O Pórtico representa o Dia do Juízo Final. Os rostos dos anjos e dos profetas estão representados pelos prisioneiros políticos enquanto que os demónios torturadores são os guardas do inferno prisional da prisão de San Simón. O rosto de Daniel da Barca, o médico cubano e amigo de Che, representa o profeta Daniel. Na cova dos leões. Um dos poucos que consegue escapar à voracidade da fúria das feras humanas.
Dono de uma prosa sublime, Rivas manipula o lápis (ou a caneta) não de carpinteiro mas de artífice da Palavra, construindo frases e ideias a partir de factos e personagens reais. O resultado é a criação de uma obra de ficção cuja dolorosa beleza cria no leitor a sensação de verosimilhança semelhante àquela que experimentámos ao visualizar uma obra cinematográfica como A Lista de Schindler, realizada por Steven Spielberg.
Isto porque tal como no romance de Thomas Keneally que deu origem ao filme, a personagem principal, neste caso o ex-guarda prisional Herbal, muda, a dado momento da narrativa, de convicções mediante o choque causado por uma imagem. Tal como Schindler, o fabricante de armas nazi, que sofre uma revolução emocional face ao impacto do cadáver de uma criança de vestida de vermelho em cima da pilha de cadáveres destinados ao forno crematório. No caso do carcereiro da prisão de San Simón assistimos à ocorrência de um abalo emocional do mesmo género após esta sinistra personagem ser obrigada a executar o autor do Pórtico da Glória – pintura mural executada com um vulgar lápis de carpinteiro representando o Apocalipse, onde os rostos dos prisioneiros políticos dão forma a anjos e profetas. O “pintor de ideias”, considerado subversivo e perigoso para o regime de Franco, faz uma última conversão antes de morrer, através do impacto imagético do seu génio artístico, a qual se traduz na redenção do seu próprio assassino.
Herbal, o guarda que assassina o pintor, herda o vulgar lápis de carpinteiro que inspirava a arte nos seus dedos, transformando o pensamento em imagens. Após a sua morte, o mesmo lápis vermelho de carpinteiro, transforma-se na voz da sua Consciência.
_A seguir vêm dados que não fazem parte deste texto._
impl Waiter {
    pub fn new(
        resolver: Arc<SelectorResolver>,
        map: Arc<SelectorMap>,
        telemetry: Arc<WaitTelemetry>,
    ) -> Self {
        Self {
            resolver,
            map,
            scroller: None,
            telemetry,
        }
    }

    pub fn with_scroller(mut self, scroller: Arc<IntoViewScroller>) -> Self {
        self.scroller = Some(scroller);
        self
    }

    /// Wait for bare presence of a key.
    pub async fn wait_present(&self, key: &str) -> Result<WaitOutcome, WaitError> {
        self.wait_for(&WaitRequest::new(key, WaitPredicate::Present))
            .await
    }

    /// Wait until the key's text matches.
    pub async fn wait_text(
        &self,
        key: &str,
        predicate: TextPredicate,
    ) -> Result<WaitOutcome, WaitError> {
        self.wait_for(&WaitRequest::new(key, WaitPredicate::Text(predicate)))
            .await
    }

    /// Wait until the key is visible.
    pub async fn wait_visible(&self, key: &str) -> Result<WaitOutcome, WaitError> {
        self.wait_for(&WaitRequest::new(
            key,
            WaitPredicate::Visibility(VisibilityPredicate::visible()),
        ))
        .await
    }

    /// Wait until the key is hidden (or gone).
    pub async fn wait_hidden(&self, key: &str) -> Result<WaitOutcome, WaitError> {
        self.wait_for(&WaitRequest::new(
            key,
            WaitPredicate::Visibility(VisibilityPredicate::hidden()),
        ))
        .await
    }

    /// Wait for a mutation-quiet window inside the key's subtree (or the
    /// whole document when no key is given).
    pub async fn wait_for_idle(
        &self,
        key: Option<&str>,
        config: IdleConfig,
    ) -> Result<WaitOutcome, WaitError> {
        let request = match key {
            Some(key) => WaitRequest::new(key, WaitPredicate::Idle(config)),
            None => WaitRequest::ambient(WaitPredicate::Idle(config)),
        };
        self.wait_for(&request).await
    }

    /// Drive the poll loop until the predicate holds or the deadline
    /// passes.
    pub async fn wait_for(&self, request: &WaitRequest) -> Result<WaitOutcome, WaitError> {
        let started = Instant::now();
        let deadline = started + Duration::from_millis(request.timeout_ms.max(1));
        let key_label = request.key_label();

        self.telemetry.emit(
            WaitEventKind::Start,
            json!({
                "key": key_label,
                "timeoutMs": request.timeout_ms,
                "intervalMs": request.interval_ms,
                "presenceThreshold": request.presence_threshold,
                "metadata": request.metadata,
            }),
        );

        let backend = self.resolver.backend().clone();
        let mut polls: u32 = 0;
        let mut stale_recoveries: u32 = 0;
        let mut scroll_assists: u32 = 0;
        let mut strategy_history: Vec<Option<String>> = Vec::new();
        let mut last_element: Option<NodeHandle> = None;
        let mut ever_resolved = false;
        let mut consecutive_hits: u32 = 0;
        let mut last_snapshot: Option<Value> = None;
        let mut idle_tracker: Option<IdleTracker> = None;
        let mut last_heartbeat = started;

        loop {
            if request
                .cancel
                .as_ref()
                .map(|c| c.is_cancelled())
                .unwrap_or(false)
            {
                let err = WaitError::Cancelled {
                    key: key_label.clone(),
                    elapsed_ms: started.elapsed().as_millis() as u64,
                    attempts: polls,
                };
                self.fail_event(&key_label, &err);
                return Err(err);
            }

            polls += 1;

            // Stale-node detection before re-resolution.
            if let Some(previous) = last_element {
                if !backend.is_connected(&previous) {
                    stale_recoveries += 1;
                    last_element = None;
                }
            }

            let resolved = match &request.key {
                Some(key) => {
                    let result = self.resolver.resolve(
                        &self.map,
                        key,
                        &ResolveOptions {
                            scope_root: request.scope_root,
                            cancel: request.cancel.clone(),
                        },
                    );
                    strategy_history.push(
                        result
                            .resolved_by
                            .as_ref()
                            .map(|t| t.strategy.kind().to_string()),
                    );
                    result.element
                }
                None => {
                    strategy_history.push(None);
                    None
                }
            };

            self.telemetry.emit(
                WaitEventKind::Attempt,
                json!({
                    "key": key_label,
                    "poll": polls,
                    "resolved": resolved.is_some(),
                    "staleRecoveries": stale_recoveries,
                }),
            );

            if resolved.is_some() {
                ever_resolved = true;
                last_element = resolved;
            } else if request.key.is_some() {
                // Miss: nudge the configured scroller, capped.
                if let (Some(scroller_key), Some(scroller)) =
                    (&request.scroller_key, &self.scroller)
                {
                    if scroll_assists < request.stale_retry_cap {
                        scroll_assists += 1;
                        let scroller_target = self
                            .resolver
                            .resolve(
                                &self.map,
                                scroller_key,
                                &ResolveOptions {
                                    scope_root: request.scope_root,
                                    cancel: request.cancel.clone(),
                                },
                            )
                            .element;
                        if let Some(target) = scroller_target {
                            let _ = scroller
                                .scroll_into_view(&target, &IntoViewOptions::default())
                                .await;
                        }
                    }
                }
            }

            // Predicate evaluation.
            let satisfied = match &request.predicate {
                WaitPredicate::Present => resolved.is_some(),
                WaitPredicate::Text(predicate) => match &resolved {
                    Some(node) => {
                        let verdict = predicate.evaluate(backend.as_ref(), node);
                        last_snapshot = Some(json!({
                            "matches": verdict.matches,
                            "actual": verdict.actual,
                            "expected": verdict.expected,
                        }));
                        verdict.matches
                    }
                    None => false,
                },
                WaitPredicate::Visibility(predicate) => match &resolved {
                    Some(node) => {
                        let (ok, snapshot) = predicate.evaluate(backend.as_ref(), node);
                        last_snapshot = Some(snapshot.to_json());
                        ok
                    }
                    None => {
                        // A key that no longer resolves counts as hidden.
                        let counts_hidden = matches!(
                            predicate,
                            VisibilityPredicate {
                                target: crate::predicates::VisibilityTarget::Hidden,
                                ..
                            }
                        );
                        if counts_hidden {
                            last_snapshot = Some(
                                VisibilitySnapshot {
                                    display: "none".to_string(),
                                    visibility: "hidden".to_string(),
                                    opacity: 0.0,
                                    bounding_box_area: 0.0,
                                    intersection_ratio: 0.0,
                                }
                                .to_json(),
                            );
                        }
                        counts_hidden
                    }
                },
                WaitPredicate::Idle(config) => {
                    let scope = resolved.or(request.scope_root);
                    let count = backend.mutation_count(scope.as_ref());
                    let tracker =
                        idle_tracker.get_or_insert_with(|| IdleTracker::new(count));
                    let quiet = tracker.observe(count);

                    if let Some(heartbeat_ms) = config.heartbeat_ms {
                        if last_heartbeat.elapsed() >= Duration::from_millis(heartbeat_ms) {
                            last_heartbeat = Instant::now();
                            self.telemetry.emit(
                                WaitEventKind::Heartbeat,
                                json!({
                                    "key": key_label,
                                    "quietMs": quiet.as_millis() as u64,
                                    "totalMutations": tracker.statistics.total_mutations,
                                    "polls": tracker.statistics.observed_polls,
                                }),
                            );
                        }
                    }

                    if config.capture_statistics {
                        last_snapshot = Some(json!({
                            "totalMutations": tracker.statistics.total_mutations,
                            "longestQuietMs": tracker.statistics.longest_quiet_ms,
                        }));
                    }

                    if let Some(max_window) = config.max_window_ms {
                        if started.elapsed() >= Duration::from_millis(max_window)
                            && quiet < Duration::from_millis(config.idle_ms)
                        {
                            let err = WaitError::IdleWindowExceeded {
                                key: key_label.clone(),
                                elapsed_ms: started.elapsed().as_millis() as u64,
                                attempts: polls,
                                hint: "scope kept mutating; raise maxWindowMs or narrow the scope"
                                    .to_string(),
                            };
                            self.fail_event(&key_label, &err);
                            return Err(err);
                        }
                    }

                    quiet >= Duration::from_millis(config.idle_ms)
                }
            };

            if satisfied {
                consecutive_hits += 1;
                if consecutive_hits >= request.presence_threshold.max(1) {
                    let outcome = WaitOutcome {
                        key: request.key.clone(),
                        element: last_element,
                        polls,
                        elapsed_ms: started.elapsed().as_millis() as u64,
                        stale_recoveries,
                        strategy_history,
                        snapshot: last_snapshot,
                    };
                    self.telemetry.emit(
                        WaitEventKind::Success,
                        json!({
                            "key": key_label,
                            "polls": outcome.polls,
                            "elapsedMs": outcome.elapsed_ms,
                            "staleRecoveries": outcome.stale_recoveries,
                        }),
                    );
                    return Ok(outcome);
                }
            } else {
                consecutive_hits = 0;
            }

            if Instant::now() >= deadline {
                let elapsed_ms = started.elapsed().as_millis() as u64;
                let err = match (&request.predicate, ever_resolved) {
                    (_, false) if request.key.is_some() => WaitError::ResolverMiss {
                        key: key_label.clone(),
                        elapsed_ms,
                        attempts: polls,
                        hint: "no strategy matched; check the selector map entry".to_string(),
                    },
                    (WaitPredicate::Visibility(_), true) => WaitError::VisibilityMismatch {
                        key: key_label.clone(),
                        elapsed_ms,
                        attempts: polls,
                        hint: "element stayed in the opposite visibility state".to_string(),
                    },
                    (WaitPredicate::Idle(_), _) => WaitError::IdleWindowExceeded {
                        key: key_label.clone(),
                        elapsed_ms,
                        attempts: polls,
                        hint: "mutations never went quiet for idleMs".to_string(),
                    },
                    _ => WaitError::Timeout {
                        key: key_label.clone(),
                        elapsed_ms,
                        attempts: polls,
                        hint: "predicate never held before the deadline".to_string(),
                    },
                };
                self.fail_event(&key_label, &err);
                return Err(err);
            }

            let sleep = tokio::time::sleep(Duration::from_millis(request.interval_ms.max(1)));
            match &request.cancel {
                Some(cancel) => {
                    tokio::select! {
                        _ = sleep => {}
                        _ = cancel.cancelled() => {}
                    }
                }
                None => sleep.await,
            }
        }
    }

    fn fail_event(&self, key: &str, err: &WaitError) {
        self.telemetry.emit(
            WaitEventKind::Failure,
            json!({
                "key": key,
                "code": err.code(),
                "elapsedMs": err.elapsed_ms(),
                "attempts": err.attempts(),
                "message": err.to_string(),
            }),
        );
    }
}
Ou do Remorso…
… sempre que o coloca atrás da orelha.
Como se o artista lhe segredasse ao ouvido do carrasco os próprios pensamentos. Um toque de realismo mágico, introduzido pelo Autor, que se serve deste recurso para expressar a voz do humanismo.
O pretexto para a narração da história é despoletado pelo jornalista Carlos Sousa, de origem portuguesa, o qual tem como missão entrevistar o Doutor Da Barca, antigo prisioneiro político, defensor dos direitos humanos e das condições de higiene nas prisões no tempo da ditadura. Daniel da Barca será, posteriormente, exilado e lutará pelos seus ideais ao lado de Che Guevara.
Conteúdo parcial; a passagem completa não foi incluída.